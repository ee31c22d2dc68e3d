//! Render target descriptions
//!
//! Temporary targets are requested by [`PropertyId`] with a [`TargetDesc`]
//! and live for one camera's frame. The camera's own output surface is
//! addressed with [`TargetId::CameraTarget`].

use crate::render::properties::PropertyId;

/// Pixel format of a render target
#[derive(Debug, Clone, Copy, PartialEq, Eq, Hash)]
pub enum TextureFormat {
    /// 8 bits per channel RGBA
    Argb32,
    /// 10 bits per color channel, 2 bits alpha
    Argb2101010,
    /// 16-bit float per channel RGBA
    ArgbHalf,
    /// Depth (and optionally stencil) only
    Depth,
}

impl TextureFormat {
    /// Bytes per pixel of the color payload
    pub fn bytes_per_pixel(self) -> u64 {
        match self {
            Self::Argb32 | Self::Argb2101010 => 4,
            Self::ArgbHalf => 8,
            Self::Depth => 0,
        }
    }
}

/// Sampling filter for a render target
#[derive(Debug, Clone, Copy, PartialEq, Eq, Hash)]
pub enum FilterMode {
    /// Nearest-neighbour
    Point,
    /// Linear
    Bilinear,
}

/// Description of a temporary render target
#[derive(Debug, Clone, Copy, PartialEq, Eq, Hash)]
pub struct TargetDesc {
    /// Width in pixels
    pub width: u32,
    /// Height in pixels
    pub height: u32,
    /// Depth buffer bits (0, 16, 24 or 32)
    pub depth_bits: u32,
    /// Sampling filter
    pub filter: FilterMode,
    /// Pixel format
    pub format: TextureFormat,
}

impl TargetDesc {
    /// Color target without depth
    pub fn color(width: u32, height: u32, format: TextureFormat) -> Self {
        Self {
            width,
            height,
            depth_bits: 0,
            filter: FilterMode::Point,
            format,
        }
    }

    /// Depth-only target
    pub fn depth(width: u32, height: u32, depth_bits: u32) -> Self {
        Self {
            width,
            height,
            depth_bits,
            filter: FilterMode::Point,
            format: TextureFormat::Depth,
        }
    }

    /// Approximate memory footprint in bytes
    pub fn size_in_bytes(&self) -> u64 {
        let pixels = u64::from(self.width) * u64::from(self.height);
        pixels * (self.format.bytes_per_pixel() + u64::from(self.depth_bits) / 8)
    }

    /// Check the description can be allocated
    pub fn validate(&self) -> Result<(), String> {
        if self.width == 0 || self.height == 0 {
            return Err(format!("{}x{} target has no area", self.width, self.height));
        }
        if !matches!(self.depth_bits, 0 | 16 | 24 | 32) {
            return Err(format!("unsupported depth bits {}", self.depth_bits));
        }
        if self.format == TextureFormat::Depth && self.depth_bits == 0 {
            return Err("depth format requires depth bits".to_string());
        }
        Ok(())
    }
}

/// Identifies a render target in recorded commands
#[derive(Debug, Clone, Copy, PartialEq, Eq, Hash)]
pub enum TargetId {
    /// The current camera's output surface
    CameraTarget,
    /// A temporary target acquired under this property name
    Temporary(PropertyId),
}

impl From<PropertyId> for TargetId {
    fn from(id: PropertyId) -> Self {
        Self::Temporary(id)
    }
}

#[cfg(test)]
mod tests {
    use super::*;

    #[test]
    fn test_size_includes_depth() {
        assert_eq!(TargetDesc::color(4, 4, TextureFormat::Argb32).size_in_bytes(), 64);
        assert_eq!(TargetDesc::depth(4, 4, 24).size_in_bytes(), 48);
    }

    #[test]
    fn test_validate_rejects_bad_descs() {
        assert!(TargetDesc::color(0, 4, TextureFormat::Argb32).validate().is_err());
        assert!(TargetDesc::depth(4, 4, 0).validate().is_err());
        assert!(TargetDesc::depth(4, 4, 12).validate().is_err());
        assert!(TargetDesc::depth(4, 4, 24).validate().is_ok());
    }
}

==========

◆ Exercise goal ◆
Please show all lines from the entries that contain the word "surface".

◆ Task response ◆
//! and live for one camera's frame. The camera's own output surface is
    /// The current camera's output surface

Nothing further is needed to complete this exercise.